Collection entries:

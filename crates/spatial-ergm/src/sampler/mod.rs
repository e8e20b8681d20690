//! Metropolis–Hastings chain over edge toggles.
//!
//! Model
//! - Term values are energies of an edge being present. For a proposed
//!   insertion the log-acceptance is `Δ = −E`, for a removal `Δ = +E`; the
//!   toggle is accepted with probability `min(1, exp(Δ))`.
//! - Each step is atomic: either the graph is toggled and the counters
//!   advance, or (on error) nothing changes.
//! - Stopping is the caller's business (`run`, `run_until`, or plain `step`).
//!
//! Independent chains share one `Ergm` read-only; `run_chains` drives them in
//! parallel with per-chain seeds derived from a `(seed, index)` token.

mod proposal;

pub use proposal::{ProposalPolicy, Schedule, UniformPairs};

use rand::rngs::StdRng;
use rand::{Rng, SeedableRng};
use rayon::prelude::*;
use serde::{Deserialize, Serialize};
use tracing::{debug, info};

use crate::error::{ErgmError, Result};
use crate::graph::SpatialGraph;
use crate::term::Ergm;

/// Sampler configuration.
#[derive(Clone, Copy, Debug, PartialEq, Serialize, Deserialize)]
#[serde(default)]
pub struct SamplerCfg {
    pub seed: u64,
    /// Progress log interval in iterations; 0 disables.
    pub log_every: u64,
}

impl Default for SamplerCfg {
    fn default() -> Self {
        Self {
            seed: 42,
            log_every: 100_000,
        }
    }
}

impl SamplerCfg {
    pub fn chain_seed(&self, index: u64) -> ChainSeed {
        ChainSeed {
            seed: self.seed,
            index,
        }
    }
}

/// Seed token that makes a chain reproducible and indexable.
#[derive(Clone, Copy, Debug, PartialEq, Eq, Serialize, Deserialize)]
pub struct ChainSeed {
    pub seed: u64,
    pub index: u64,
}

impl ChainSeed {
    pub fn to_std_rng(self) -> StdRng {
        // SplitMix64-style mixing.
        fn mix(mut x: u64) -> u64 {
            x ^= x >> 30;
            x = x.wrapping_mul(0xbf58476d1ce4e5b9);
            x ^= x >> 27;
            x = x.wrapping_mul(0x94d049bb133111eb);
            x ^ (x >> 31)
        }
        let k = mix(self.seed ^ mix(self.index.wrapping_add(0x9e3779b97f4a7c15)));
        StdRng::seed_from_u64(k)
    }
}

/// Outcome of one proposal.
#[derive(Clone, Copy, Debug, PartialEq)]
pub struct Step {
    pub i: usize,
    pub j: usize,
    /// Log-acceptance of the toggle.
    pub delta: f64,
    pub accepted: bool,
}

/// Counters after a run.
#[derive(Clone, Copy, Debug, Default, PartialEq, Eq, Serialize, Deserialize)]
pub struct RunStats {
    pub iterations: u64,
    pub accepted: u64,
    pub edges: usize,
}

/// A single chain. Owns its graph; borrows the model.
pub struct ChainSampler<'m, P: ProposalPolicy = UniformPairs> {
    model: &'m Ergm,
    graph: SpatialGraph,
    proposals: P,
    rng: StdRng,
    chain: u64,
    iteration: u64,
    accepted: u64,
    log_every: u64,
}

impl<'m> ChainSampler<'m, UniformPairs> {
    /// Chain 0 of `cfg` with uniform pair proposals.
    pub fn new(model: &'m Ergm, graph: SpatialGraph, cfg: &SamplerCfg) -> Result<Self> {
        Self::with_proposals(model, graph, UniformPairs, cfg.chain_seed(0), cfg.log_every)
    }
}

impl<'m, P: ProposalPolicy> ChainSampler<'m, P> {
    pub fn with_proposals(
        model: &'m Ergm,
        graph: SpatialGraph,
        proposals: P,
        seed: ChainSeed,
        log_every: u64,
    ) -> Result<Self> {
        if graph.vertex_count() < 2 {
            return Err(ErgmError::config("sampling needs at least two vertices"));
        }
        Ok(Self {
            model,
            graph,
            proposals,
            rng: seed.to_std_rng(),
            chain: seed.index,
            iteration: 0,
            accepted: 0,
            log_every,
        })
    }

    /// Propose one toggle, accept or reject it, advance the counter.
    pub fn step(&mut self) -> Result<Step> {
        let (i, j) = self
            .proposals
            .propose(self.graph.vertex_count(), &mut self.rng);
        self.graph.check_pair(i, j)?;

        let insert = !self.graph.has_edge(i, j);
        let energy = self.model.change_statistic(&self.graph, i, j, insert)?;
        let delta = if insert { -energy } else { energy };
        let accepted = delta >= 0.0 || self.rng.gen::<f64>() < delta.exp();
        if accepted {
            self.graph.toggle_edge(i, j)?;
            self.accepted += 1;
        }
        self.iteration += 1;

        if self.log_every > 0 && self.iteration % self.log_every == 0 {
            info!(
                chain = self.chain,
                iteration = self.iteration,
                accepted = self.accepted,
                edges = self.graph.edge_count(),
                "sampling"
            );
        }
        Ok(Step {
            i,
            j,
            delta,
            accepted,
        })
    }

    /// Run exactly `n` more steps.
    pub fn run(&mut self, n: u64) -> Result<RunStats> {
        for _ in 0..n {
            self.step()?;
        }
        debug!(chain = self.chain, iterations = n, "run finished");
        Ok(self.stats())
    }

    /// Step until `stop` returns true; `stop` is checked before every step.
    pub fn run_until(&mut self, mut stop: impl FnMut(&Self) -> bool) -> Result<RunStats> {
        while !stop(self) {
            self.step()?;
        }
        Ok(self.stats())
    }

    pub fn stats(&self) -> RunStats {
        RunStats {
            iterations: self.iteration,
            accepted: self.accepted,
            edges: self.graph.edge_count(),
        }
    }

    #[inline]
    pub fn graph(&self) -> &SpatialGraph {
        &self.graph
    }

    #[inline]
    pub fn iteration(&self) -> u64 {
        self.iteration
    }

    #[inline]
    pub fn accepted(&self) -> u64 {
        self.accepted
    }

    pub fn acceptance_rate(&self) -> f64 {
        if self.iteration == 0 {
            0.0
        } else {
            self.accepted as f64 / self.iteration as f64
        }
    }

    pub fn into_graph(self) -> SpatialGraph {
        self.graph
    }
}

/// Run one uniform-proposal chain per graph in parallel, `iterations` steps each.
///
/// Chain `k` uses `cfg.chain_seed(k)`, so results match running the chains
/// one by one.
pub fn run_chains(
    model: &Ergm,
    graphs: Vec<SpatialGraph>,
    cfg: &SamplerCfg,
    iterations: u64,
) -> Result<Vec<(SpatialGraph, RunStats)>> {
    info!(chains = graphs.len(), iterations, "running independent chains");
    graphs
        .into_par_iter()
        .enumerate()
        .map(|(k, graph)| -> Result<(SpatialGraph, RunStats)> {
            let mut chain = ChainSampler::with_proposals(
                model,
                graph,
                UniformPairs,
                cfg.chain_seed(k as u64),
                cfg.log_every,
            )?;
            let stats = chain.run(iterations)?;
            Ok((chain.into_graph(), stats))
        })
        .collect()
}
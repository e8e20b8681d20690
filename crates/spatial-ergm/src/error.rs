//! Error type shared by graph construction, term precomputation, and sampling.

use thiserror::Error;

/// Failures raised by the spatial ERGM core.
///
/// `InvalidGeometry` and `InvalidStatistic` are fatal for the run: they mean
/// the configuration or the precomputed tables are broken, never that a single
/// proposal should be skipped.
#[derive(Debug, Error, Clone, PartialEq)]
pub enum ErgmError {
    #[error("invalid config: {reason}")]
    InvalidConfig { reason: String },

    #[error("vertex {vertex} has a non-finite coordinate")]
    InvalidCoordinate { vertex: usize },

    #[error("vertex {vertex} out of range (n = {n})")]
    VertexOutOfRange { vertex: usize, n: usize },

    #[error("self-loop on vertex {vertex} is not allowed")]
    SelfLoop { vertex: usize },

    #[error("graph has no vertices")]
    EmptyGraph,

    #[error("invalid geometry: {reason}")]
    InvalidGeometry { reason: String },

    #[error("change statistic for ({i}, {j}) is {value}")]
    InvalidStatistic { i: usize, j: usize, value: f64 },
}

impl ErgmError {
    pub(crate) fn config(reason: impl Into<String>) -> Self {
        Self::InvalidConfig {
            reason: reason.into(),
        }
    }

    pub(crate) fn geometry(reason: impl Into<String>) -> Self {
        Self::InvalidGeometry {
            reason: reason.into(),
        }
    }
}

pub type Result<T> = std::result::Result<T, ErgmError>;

Try it:
Which lines above include the word "type"? Return each one.

The answer:
//! Error type shared by graph construction, term precomputation, and sampling.
pub type Result<T> = std::result::Result<T, ErgmError>;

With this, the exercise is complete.